In re North Carolina

68 F.R.D. 410 | S.D.N.Y. | 1975

OPINION AND ORDER

KEVIN THOMAS DUFFY, District Judge.

The petitioner, The State of North Carolina, makes this Rule 27, Fed.R. Civ.P., request to take the testimony of witnesses prior to commencing an action to recover a letter supposedly written by George Washington to The State of North Carolina (hereinafter “State”) which it believes may belong to the State.

The letter dated August 26, 1790, was consigned for auction to Sotheby Parke Bernet, Inc. in April, 1974. In May, 1974, an official of the State notified Sotheby Parke Bernet of a possible claim against the letter. At a Public auction held on May 21, 1974, the letter was offered but did not draw the minimum acceptable (“reserve”) price and the offers were rejected and the item-was “bought in” for the owner’s account. In the course of continued correspondence with officials of the State, Sotheby Parke Bernet sent a photocopy of the letter. The consignor was also informed by Sotheby Parke Bernet of the possible claim.

On July 17, 1974, Sotheby Parke Ber-net informed the State that unless a formal written claim was filed the letter would have to be returned to the consignor pursuant to the consignment agreement. On July 25, 1974, the State sent a letter addressed to the unknown consignor to be transmitted by Sotheby Parke Bernet. This was done. On August 1, 1974, the State was informed that the letter was being turned over to *412Mr. Struve Hensel of Coudert Brothers, Attorney for the consignor.

Almost two months later an Associate Attorney General of the State wrote to Sotheby Parke Bernet asking to inspect the letter. He was advised that the letter had already been turned over to the attorney from Coudert Brothers, as per the August 1,1974 notification.

On March 20, 1975, petitioner requested me to permit an examination of agents, employees and officers of Sothe-by Parke Bernet, Inc. and Coudert Brothers, as well as relevant documents in their possession.

The State wishes to discover the identity of the letter’s custodian, its whereabouts, its authenticity and its chain of possession. The State argues that the release of the letter to Coudert Brothers and possibly by them to their client, creates a possibility (one that I consider remote) that the letter and its documentation may be destroyed, mutilated or concealed.

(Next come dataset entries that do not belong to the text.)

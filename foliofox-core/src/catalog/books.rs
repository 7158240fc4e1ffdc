use std::collections::{BTreeSet, HashMap};

use chrono::{DateTime, Utc};
use sqlx::sqlite::SqliteRow;
use sqlx::{Row, SqliteConnection, SqlitePool};

use foliofox_model::{Book, BookId};

use crate::error::Result;

/// Typed access to `books` and its join tables.
#[derive(Clone, Debug)]
pub struct BookRepository {
    pool: SqlitePool,
}

impl BookRepository {
    pub fn new(pool: SqlitePool) -> Self {
        Self { pool }
    }

    fn pool(&self) -> &SqlitePool {
        &self.pool
    }

    /// Insert a book row plus its author/genre/tag joins. The id on the
    /// input is ignored; the catalog assigns one.
    pub async fn insert(&self, book: &Book) -> Result<BookId> {
        book.validate()?;
        let mut tx = self.pool().begin().await?;

        let publisher_id = match &book.publisher {
            Some(name) => Some(ensure_named_row(&mut tx, "publishers", name).await?),
            None => None,
        };
        let language_id = match &book.language {
            Some(code) => Some(ensure_row(&mut tx, "languages", "code", code).await?),
            None => None,
        };
        let series_id = match &book.series {
            Some(name) => Some(ensure_named_row(&mut tx, "series", name).await?),
            None => None,
        };

        let result = sqlx::query(
            r#"
            INSERT INTO books (
                title, subtitle, description, isbn10, isbn13, asin,
                publication_date, publisher_id, language_id, page_count,
                rating_avg, rating_count, series_id, series_position,
                file_count, total_file_size, created_at, updated_at
            )
            VALUES (?, ?, ?, ?, ?, ?, ?, ?, ?, ?, ?, ?, ?, ?, ?, ?, ?, ?)
            "#,
        )
        .bind(&book.title)
        .bind(&book.subtitle)
        .bind(&book.description)
        .bind(&book.isbn10)
        .bind(&book.isbn13)
        .bind(&book.asin)
        .bind(&book.publication_date)
        .bind(publisher_id)
        .bind(language_id)
        .bind(book.page_count.map(|n| n as i64))
        .bind(book.rating_avg)
        .bind(book.rating_count as i64)
        .bind(series_id)
        .bind(book.series_position)
        .bind(book.file_count as i64)
        .bind(book.total_file_size as i64)
        .bind(book.created_at)
        .bind(book.updated_at)
        .execute(&mut *tx)
        .await?;

        let id = BookId(result.last_insert_rowid());
        replace_authors(&mut tx, id, &book.authors).await?;
        replace_set_joins(&mut tx, id, "genres", "book_genres", "genre_id", &book.genres)
            .await?;
        replace_set_joins(&mut tx, id, "tags", "book_tags", "tag_id", &book.tags).await?;
        tx.commit().await?;
        Ok(id)
    }

    pub async fn get(&self, id: BookId) -> Result<Option<Book>> {
        let row = sqlx::query(&format!("{BOOK_SELECT} WHERE b.id = ?"))
            .bind(id.as_i64())
            .fetch_optional(self.pool())
            .await?;
        let Some(row) = row else {
            return Ok(None);
        };
        let mut book = map_book_row(&row)?;
        self.attach_joins(std::slice::from_mut(&mut book)).await?;
        Ok(Some(book))
    }

    /// All books, join tables attached, for a deduplication scan.
    pub async fn list_for_dedup(&self, limit: Option<u32>) -> Result<Vec<Book>> {
        let sql = match limit {
            Some(_) => format!("{BOOK_SELECT} ORDER BY b.id LIMIT ?"),
            None => format!("{BOOK_SELECT} ORDER BY b.id"),
        };
        let mut query = sqlx::query(&sql);
        if let Some(limit) = limit {
            query = query.bind(limit as i64);
        }
        let rows = query.fetch_all(self.pool()).await?;

        let mut books = Vec::with_capacity(rows.len());
        for row in &rows {
            books.push(map_book_row(row)?);
        }
        self.attach_joins(&mut books).await?;
        Ok(books)
    }

    pub async fn exists(&self, id: BookId) -> Result<bool> {
        let row = sqlx::query("SELECT 1 AS present FROM books WHERE id = ?")
            .bind(id.as_i64())
            .fetch_optional(self.pool())
            .await?;
        Ok(row.is_some())
    }

    /// Bulk-load authors, genres, and tags for the given books.
    async fn attach_joins(&self, books: &mut [Book]) -> Result<()> {
        if books.is_empty() {
            return Ok(());
        }
        let mut index: HashMap<i64, usize> = HashMap::with_capacity(books.len());
        for (pos, book) in books.iter().enumerate() {
            index.insert(book.id.as_i64(), pos);
        }

        let author_rows = sqlx::query(
            r#"
            SELECT ba.book_id, a.name
            FROM book_authors ba
            JOIN authors a ON a.id = ba.author_id
            ORDER BY ba.book_id, ba.position
            "#,
        )
        .fetch_all(self.pool())
        .await?;
        for row in author_rows {
            let book_id: i64 = row.try_get("book_id")?;
            if let Some(&pos) = index.get(&book_id) {
                books[pos].authors.push(row.try_get("name")?);
            }
        }

        for (join_table, ref_table, key, target) in [
            ("book_genres", "genres", "genre_id", JoinTarget::Genres),
            ("book_tags", "tags", "tag_id", JoinTarget::Tags),
        ] {
            let sql = format!(
                "SELECT j.book_id, r.name FROM {join_table} j \
                 JOIN {ref_table} r ON r.id = j.{key}",
            );
            let rows = sqlx::query(&sql).fetch_all(self.pool()).await?;
            for row in rows {
                let book_id: i64 = row.try_get("book_id")?;
                if let Some(&pos) = index.get(&book_id) {
                    let name: String = row.try_get("name")?;
                    match target {
                        JoinTarget::Genres => books[pos].genres.insert(name),
                        JoinTarget::Tags => books[pos].tags.insert(name),
                    };
                }
            }
        }
        Ok(())
    }
}

#[derive(Clone, Copy)]
enum JoinTarget {
    Genres,
    Tags,
}

const BOOK_SELECT: &str = r#"
    SELECT
        b.id, b.title, b.subtitle, b.description, b.isbn10, b.isbn13,
        b.asin, b.publication_date, p.name AS publisher, l.code AS language,
        b.page_count, b.rating_avg, b.rating_count, s.name AS series,
        b.series_position, b.file_count, b.total_file_size,
        b.created_at, b.updated_at
    FROM books b
    LEFT JOIN publishers p ON p.id = b.publisher_id
    LEFT JOIN languages l ON l.id = b.language_id
    LEFT JOIN series s ON s.id = b.series_id
"#;

fn map_book_row(row: &SqliteRow) -> Result<Book> {
    Ok(Book {
        id: BookId(row.try_get("id")?),
        title: row.try_get("title")?,
        subtitle: row.try_get("subtitle")?,
        description: row.try_get("description")?,
        isbn10: row.try_get("isbn10")?,
        isbn13: row.try_get("isbn13")?,
        asin: row.try_get("asin")?,
        publication_date: row.try_get("publication_date")?,
        publisher: row.try_get("publisher")?,
        language: row.try_get("language")?,
        page_count: row
            .try_get::<Option<i64>, _>("page_count")?
            .map(|n| n as u32),
        rating_avg: row.try_get("rating_avg")?,
        rating_count: row.try_get::<i64, _>("rating_count")? as u32,
        series: row.try_get("series")?,
        series_position: row.try_get("series_position")?,
        authors: Vec::new(),
        genres: BTreeSet::new(),
        tags: BTreeSet::new(),
        file_count: row.try_get::<i64, _>("file_count")? as u32,
        total_file_size: row.try_get::<i64, _>("total_file_size")? as u64,
        created_at: row.try_get::<DateTime<Utc>, _>("created_at")?,
        updated_at: row.try_get::<DateTime<Utc>, _>("updated_at")?,
    })
}

/// Find-or-create a `{id, name}` reference row, parameterized throughout.
pub(crate) async fn ensure_named_row(
    conn: &mut SqliteConnection,
    table: &str,
    name: &str,
) -> Result<i64> {
    ensure_row(conn, table, "name", name).await
}

pub(crate) async fn ensure_row(
    conn: &mut SqliteConnection,
    table: &str,
    column: &str,
    value: &str,
) -> Result<i64> {
    // Table and column names come from a fixed in-crate set, never from
    // user input; the value itself is always bound.
    let select = format!("SELECT id FROM {table} WHERE {column} = ?");
    if let Some(row) = sqlx::query(&select)
        .bind(value)
        .fetch_optional(&mut *conn)
        .await?
    {
        return Ok(row.try_get("id")?);
    }
    let insert = format!("INSERT INTO {table} ({column}) VALUES (?)");
    let result = sqlx::query(&insert).bind(value).execute(&mut *conn).await?;
    Ok(result.last_insert_rowid())
}

pub(crate) async fn replace_authors(
    conn: &mut SqliteConnection,
    book_id: BookId,
    authors: &[String],
) -> Result<()> {
    sqlx::query("DELETE FROM book_authors WHERE book_id = ?")
        .bind(book_id.as_i64())
        .execute(&mut *conn)
        .await?;
    for (position, author) in authors.iter().enumerate() {
        let author_id = ensure_named_row(conn, "authors", author).await?;
        sqlx::query(
            "INSERT INTO book_authors (book_id, author_id, position) VALUES (?, ?, ?)",
        )
        .bind(book_id.as_i64())
        .bind(author_id)
        .bind(position as i64)
        .execute(&mut *conn)
        .await?;
    }
    Ok(())
}

pub(crate) async fn replace_set_joins(
    conn: &mut SqliteConnection,
    book_id: BookId,
    ref_table: &str,
    join_table: &str,
    key_column: &str,
    values: &BTreeSet<String>,
) -> Result<()> {
    let delete = format!("DELETE FROM {join_table} WHERE book_id = ?");
    sqlx::query(&delete)
        .bind(book_id.as_i64())
        .execute(&mut *conn)
        .await?;
    for value in values {
        let ref_id = ensure_named_row(conn, ref_table, value).await?;
        let insert = format!(
            "INSERT INTO {join_table} (book_id, {key_column}) VALUES (?, ?)",
        );
        sqlx::query(&insert)
            .bind(book_id.as_i64())
            .bind(ref_id)
            .execute(&mut *conn)
            .await?;
    }
    Ok(())
}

Rule 27, Fed.R.Civ.P., permits the requested relief where: (1) the anticipated action is within federal jurisdiction; (2) the petitioner is presently unable to bring or cause to be brought the underlying action; and (3) there is a reason or need to perpetuate the testimony sought.

The petitioner State is unable even to demonstrate that the anticipated action will be within federal jurisdiction. See Petition of Ferkauf, 3 F.R.D. 89 (S.D.N.Y.1943). Although the petitioner claims that the future action will be based on diversity of citizenship and makes a credible argument that the letter in question is worth over $10,000, the State is unable to show that the residence of the custodian is outside of North Carolina and only guesses that the custodian of the letter is a New York citizen.

Admittedly, the petitioner is unable to bring the underlying action because it lacks facts necessary to frame its complaint. It is this very information which the petitioner seeks to gain by this petition. Although Rule 27 is silent on this point, several courts have held that a Rule 27 petition cannot be used for the purpose of ascertaining facts to be used in drafting a complaint.* See, e. g., In Matter of Gurnsey, 223 F.Supp. 359 (D.D.C.1963); Petition of Ferkauf, 3 F.R.D. 89 (S.D.N.Y.1943); Petition of Exstein, 3 F.R.D. 242 (S.D.N.Y.1942). The language in the Gurnsey case is unequivocal: “It [Rule 27] is riot a method of discovery to determine whether a cause of action exists; and, if so, against whom the action should be instituted.” 223 F.Supp. at 360.

Furthermore, I find no merit to petitioner’s assertion that the evidence sought to be perpetuated is in danger of being lost. Both of the named respondents are well-established businesses which keep records and files. There has been no showing that these files are in danger of being destroyed. Nor do I think it likely that a letter from George Washington which, according to petitioner, is worth over $10,000 is likely to be destroyed.

Any of the factors examined above appears to be sufficient to defeat the petition. Taken together, they demonstrate that this is not an appropriate case in which to grant a Rule 27 petition to perpetuate testimony.

The respondents’ claims of privilege need not be reached and I make no finding on those claims.

The petition is denied.

So ordered.

Petitioner’s argument that there is a split of authority on this point is unpersuasive. Professor Moore, cited by petitioner, limits his suggestion that a Buie 27 petition be granted where necessary to frame a complaint to cases in which there is a “mingling of perpetuation and discovery.” That is, where the crucial evidence is in imminent danger of destruction. 4 J. Moore, Federal Practice ¶ 27.07 [4] (2d ed. 1972).